Use Case: DeepFake Origin Detection

· 8 min read
Yury Zhauniarovich

Image by [Matt Groh](https://www.media.mit.edu/projects/detect-fakes/overview/) from [MIT Media Lab](https://www.media.mit.edu/)

In the last several years, we constantly hear that we are close to be living in a post-truth era. Every TV set speaks about fake news, confirmatione bias and more recently about deepfakes videos processed with deep learning techniques where the face of an original person is substituted with the fake one.

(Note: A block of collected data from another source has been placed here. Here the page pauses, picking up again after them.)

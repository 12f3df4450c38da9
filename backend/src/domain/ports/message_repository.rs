//! Port for direct messages.

use async_trait::async_trait;

use crate::domain::{ConversationSummary, Message, NewMessage, UserId};

use super::define_port_error;

define_port_error! {
    /// Errors raised by message repository adapters.
    pub enum MessageRepositoryError {
        /// Repository connection could not be established.
        Connection { message: String } => "message repository connection failed: {message}",
        /// Query or mutation failed during execution.
        Query { message: String } => "message repository query failed: {message}",
    }
}

#[cfg_attr(test, mockall::automock)]
#[async_trait]
pub trait MessageRepository: Send + Sync {
    async fn insert(&self, message: &NewMessage) -> Result<Message, MessageRepositoryError>;

    /// Messages exchanged between `user` and `partner`, oldest first.
    async fn thread(
        &self,
        user: &UserId,
        partner: &UserId,
    ) -> Result<Vec<Message>, MessageRepositoryError>;

    /// Mark messages from `sender` to `receiver` as read; returns how many
    /// changed.
    async fn mark_read(
        &self,
        receiver: &UserId,
        sender: &UserId,
    ) -> Result<u64, MessageRepositoryError>;

    /// One summary per conversation partner, most recent first.
    async fn conversations(
        &self,
        user: &UserId,
    ) -> Result<Vec<ConversationSummary>, MessageRepositoryError>;

    async fn unread_count(&self, user: &UserId) -> Result<i64, MessageRepositoryError>;
}
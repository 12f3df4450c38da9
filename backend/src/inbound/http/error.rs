//! HTTP mapping for domain errors.
//!
//! The domain [`Error`] stays framework-free; this module gives it a status
//! code and a JSON body. Internal failures are logged in full and reach the
//! client only as a generic message with the trace id attached.

use actix_web::{HttpResponse, ResponseError, http::StatusCode};
use tracing::error;

use crate::domain::{Error, ErrorCode, TRACE_ID_HEADER, TraceId};

/// Result alias for HTTP handlers.
pub type ApiResult<T> = Result<T, Error>;

const INTERNAL_MESSAGE: &str = "Internal server error";

fn status_for(code: ErrorCode) -> StatusCode {
    match code {
        ErrorCode::InvalidRequest => StatusCode::BAD_REQUEST,
        ErrorCode::Unauthorized => StatusCode::UNAUTHORIZED,
        ErrorCode::Forbidden => StatusCode::FORBIDDEN,
        ErrorCode::NotFound => StatusCode::NOT_FOUND,
        ErrorCode::Conflict => StatusCode::CONFLICT,
        ErrorCode::ServiceUnavailable => StatusCode::SERVICE_UNAVAILABLE,
        ErrorCode::InternalError => StatusCode::INTERNAL_SERVER_ERROR,
    }
}

/// Trace id to report: the one captured on the error, else the one in scope.
fn trace_id_for(error: &Error) -> Option<String> {
    error
        .trace_id()
        .map(str::to_owned)
        .or_else(|| TraceId::current().map(|id| id.to_string()))
}

fn client_payload(error: &Error, trace_id: Option<String>) -> Error {
    let payload = if matches!(error.code(), ErrorCode::InternalError) {
        Error::internal(INTERNAL_MESSAGE)
    } else {
        let mut payload = Error::new(error.code(), error.message());
        if let Some(details) = error.details() {
            payload = payload.with_details(details.clone());
        }
        payload
    };
    match trace_id {
        Some(id) => payload.with_trace_id(id),
        None => payload,
    }
}

impl ResponseError for Error {
    fn status_code(&self) -> StatusCode {
        status_for(self.code())
    }

    fn error_response(&self) -> HttpResponse {
        let trace_id = trace_id_for(self);
        if matches!(self.code(), ErrorCode::InternalError) {
            error!(
                trace_id = trace_id.as_deref().unwrap_or("-"),
                message = self.message(),
                "request failed with internal error"
            );
        }

        let mut builder = HttpResponse::build(self.status_code());
        if let Some(id) = &trace_id {
            builder.insert_header((TRACE_ID_HEADER, id.clone()));
        }
        builder.json(client_payload(self, trace_id))
    }
}

impl From<actix_web::Error> for Error {
    fn from(err: actix_web::Error) -> Self {
        error!(error = %err, "actix error promoted to domain error");
        Error::internal(INTERNAL_MESSAGE)
    }
}

#[cfg(test)]
mod tests;
//! Diesel table definitions for the PostgreSQL schema.
//!
//! These definitions must match `migrations/` exactly. When a migration
//! changes a table, regenerate with `diesel print-schema` or edit by hand.

diesel::table! {
    /// Registered accounts. `email` is unique; `role` holds `PERFORMER` or
    /// `CLIENT`.
    users (id) {
        id -> Uuid,
        name -> Varchar,
        email -> Varchar,
        /// Argon2 PHC string; never leaves the persistence layer.
        password_hash -> Text,
        role -> Varchar,
        image -> Nullable<Text>,
        created_at -> Timestamptz,
        updated_at -> Timestamptz,
    }
}

diesel::table! {
    /// Performer profiles, one per performer (`user_id` is unique).
    profiles (id) {
        id -> Uuid,
        user_id -> Uuid,
        bio -> Nullable<Text>,
        location -> Nullable<Varchar>,
        age -> Nullable<Int4>,
        height -> Nullable<Varchar>,
        measurements -> Nullable<Varchar>,
        services -> Nullable<Jsonb>,
        rates -> Nullable<Jsonb>,
        availability -> Nullable<Jsonb>,
        featured -> Bool,
        created_at -> Timestamptz,
        updated_at -> Timestamptz,
    }
}

diesel::table! {
    /// Published media. Counters are constrained to be non-negative.
    content (id) {
        id -> Uuid,
        user_id -> Uuid,
        profile_id -> Uuid,
        kind -> Varchar,
        url -> Text,
        thumbnail -> Nullable<Text>,
        title -> Nullable<Varchar>,
        description -> Nullable<Text>,
        is_premium -> Bool,
        /// Minor currency units.
        price -> Nullable<Int8>,
        views -> Int8,
        likes -> Int8,
        created_at -> Timestamptz,
        updated_at -> Timestamptz,
    }
}

diesel::table! {
    bookings (id) {
        id -> Uuid,
        performer_id -> Uuid,
        client_id -> Uuid,
        kind -> Varchar,
        scheduled_at -> Timestamptz,
        /// Minutes.
        duration -> Int4,
        /// Hourly rate in minor currency units.
        rate -> Int8,
        notes -> Nullable<Text>,
        location -> Nullable<Varchar>,
        status -> Varchar,
        created_at -> Timestamptz,
        updated_at -> Timestamptz,
    }
}

diesel::table! {
    /// Settled checkouts. Both `booking_id` and `processor_id` are unique so a
    /// redelivered webhook cannot record a second payment.
    payments (id) {
        id -> Uuid,
        booking_id -> Uuid,
        payer_id -> Uuid,
        amount -> Int8,
        currency -> Varchar,
        processor_id -> Varchar,
        status -> Varchar,
        description -> Nullable<Text>,
        created_at -> Timestamptz,
        updated_at -> Timestamptz,
    }
}

diesel::table! {
    messages (id) {
        id -> Uuid,
        sender_id -> Uuid,
        receiver_id -> Uuid,
        content -> Text,
        read -> Bool,
        created_at -> Timestamptz,
    }
}

diesel::table! {
    /// Client bookmarks of performer profiles; `(user_id, profile_id)` is
    /// unique.
    favorites (id) {
        id -> Uuid,
        user_id -> Uuid,
        profile_id -> Uuid,
        created_at -> Timestamptz,
    }
}

diesel::joinable!(profiles -> users (user_id));
diesel::joinable!(content -> profiles (profile_id));
diesel::joinable!(payments -> bookings (booking_id));
diesel::joinable!(favorites -> profiles (profile_id));

diesel::allow_tables_to_appear_in_same_query!(
    users, profiles, content, bookings, payments, messages, favorites,
);
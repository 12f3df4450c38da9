//! Port for content items and their counters.

use async_trait::async_trait;
use uuid::Uuid;

use crate::domain::{Content, ContentCounters, CounterChange, NewContent};

use super::define_port_error;

define_port_error! {
    /// Errors raised by content repository adapters.
    pub enum ContentRepositoryError {
        /// Repository connection could not be established.
        Connection { message: String } => "content repository connection failed: {message}",
        /// Query or mutation failed during execution.
        Query { message: String } => "content repository query failed: {message}",
    }
}

/// Port for content persistence.
///
/// Counter changes must be applied atomically by the adapter so concurrent
/// views and likes are not lost. Likes never drop below zero.
#[cfg_attr(test, mockall::automock)]
#[async_trait]
pub trait ContentRepository: Send + Sync {
    async fn insert(&self, content: &NewContent) -> Result<Content, ContentRepositoryError>;

    async fn find_by_id(&self, id: &Uuid) -> Result<Option<Content>, ContentRepositoryError>;

    /// Content of one profile, newest first. Premium items are skipped unless
    /// `include_premium` is set.
    async fn list_by_profile(
        &self,
        profile_id: &Uuid,
        include_premium: bool,
    ) -> Result<Vec<Content>, ContentRepositoryError>;

    /// Delete an item. Returns `false` when nothing was removed.
    async fn delete(&self, id: &Uuid) -> Result<bool, ContentRepositoryError>;

    /// Apply a counter change and return the updated counters, or `None` when
    /// the item does not exist.
    async fn apply_counter(
        &self,
        id: &Uuid,
        change: CounterChange,
    ) -> Result<Option<ContentCounters>, ContentRepositoryError>;
}
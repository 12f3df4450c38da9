//! Application settings loaded via OrthoConfig.
//!
//! Every value can come from CLI flags, `ENCORE_*` environment variables or a
//! configuration file. Secrets have no defaults and must be supplied.

use std::net::SocketAddr;
use std::time::Duration;

use ortho_config::OrthoConfig;
use serde::Deserialize;

const DEFAULT_BIND_ADDR: &str = "0.0.0.0:8080";
const DEFAULT_PUBLIC_BASE_URL: &str = "http://localhost:3000";
const DEFAULT_STRIPE_API_BASE: &str = "https://api.stripe.com";
const DEFAULT_CHECKOUT_CURRENCY: &str = "usd";

fn default_bind_addr() -> String {
    DEFAULT_BIND_ADDR.to_owned()
}

fn default_public_base_url() -> String {
    DEFAULT_PUBLIC_BASE_URL.to_owned()
}

fn default_stripe_api_base() -> String {
    DEFAULT_STRIPE_API_BASE.to_owned()
}

fn default_checkout_currency() -> String {
    DEFAULT_CHECKOUT_CURRENCY.to_owned()
}

/// Failures turning loaded settings into usable values.
#[derive(Debug, Clone, PartialEq, Eq, thiserror::Error)]
pub enum SettingsError {
    #[error("missing required setting: {name}")]
    Missing { name: &'static str },
    #[error("invalid value for {name}: {reason}")]
    Invalid { name: &'static str, reason: String },
}

/// Runtime configuration for the HTTP server.
#[derive(Debug, Clone, Deserialize, OrthoConfig)]
#[ortho_config(prefix = "ENCORE")]
pub struct AppSettings {
    /// PostgreSQL connection string.
    pub database_url: Option<String>,
    /// Socket address to listen on.
    #[ortho_config(default = default_bind_addr())]
    pub bind_addr: String,
    /// Origin of the web front end; checkout redirects point here.
    #[ortho_config(default = default_public_base_url())]
    pub public_base_url: String,
    /// Stripe secret API key.
    pub stripe_secret_key: Option<String>,
    /// Secret used to verify Stripe webhook signatures.
    pub stripe_webhook_secret: Option<String>,
    /// Stripe API origin, overridable for local fakes.
    #[ortho_config(default = default_stripe_api_base())]
    pub stripe_api_base: String,
    /// ISO currency code for checkout sessions.
    #[ortho_config(default = default_checkout_currency())]
    pub checkout_currency: String,
    /// Maximum age of a webhook signature timestamp, in seconds.
    #[ortho_config(default = 300)]
    pub webhook_tolerance_secs: u64,
    /// Upper bound on pooled database connections.
    #[ortho_config(default = 10)]
    pub db_max_connections: u32,
}

fn required<'a>(value: Option<&'a String>, name: &'static str) -> Result<&'a str, SettingsError> {
    value
        .map(String::as_str)
        .filter(|raw| !raw.trim().is_empty())
        .ok_or(SettingsError::Missing { name })
}

impl AppSettings {
    pub fn database_url(&self) -> Result<&str, SettingsError> {
        required(self.database_url.as_ref(), "database_url")
    }

    pub fn bind_addr(&self) -> Result<SocketAddr, SettingsError> {
        self.bind_addr
            .trim()
            .parse()
            .map_err(|err: std::net::AddrParseError| SettingsError::Invalid {
                name: "bind_addr",
                reason: err.to_string(),
            })
    }

    pub fn public_base_url(&self) -> &str {
        &self.public_base_url
    }

    pub fn stripe_secret_key(&self) -> Result<&str, SettingsError> {
        required(self.stripe_secret_key.as_ref(), "stripe_secret_key")
    }

    pub fn stripe_webhook_secret(&self) -> Result<&str, SettingsError> {
        required(self.stripe_webhook_secret.as_ref(), "stripe_webhook_secret")
    }

    pub fn stripe_api_base(&self) -> &str {
        &self.stripe_api_base
    }

    pub fn checkout_currency(&self) -> &str {
        &self.checkout_currency
    }

    pub fn webhook_tolerance(&self) -> Duration {
        Duration::from_secs(self.webhook_tolerance_secs)
    }

    pub fn db_max_connections(&self) -> u32 {
        self.db_max_connections
    }
}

If several years ago we were just laughing at the first deepfake attempts, now the technology has matured, and we have to find a way to live in this new reality.

Introduction

We, human beings, have already learnt that we should not trust to text and image information sources (because they can be quite easily modified), however we can still accredit videos. But we should not anymore because of the deepfake technology development. If the first deepfake videos born in research labs several years ago could be easily detected even by non-technical person, the more recent examples look so natural that even a professional cannot catch that the video has been manipulated.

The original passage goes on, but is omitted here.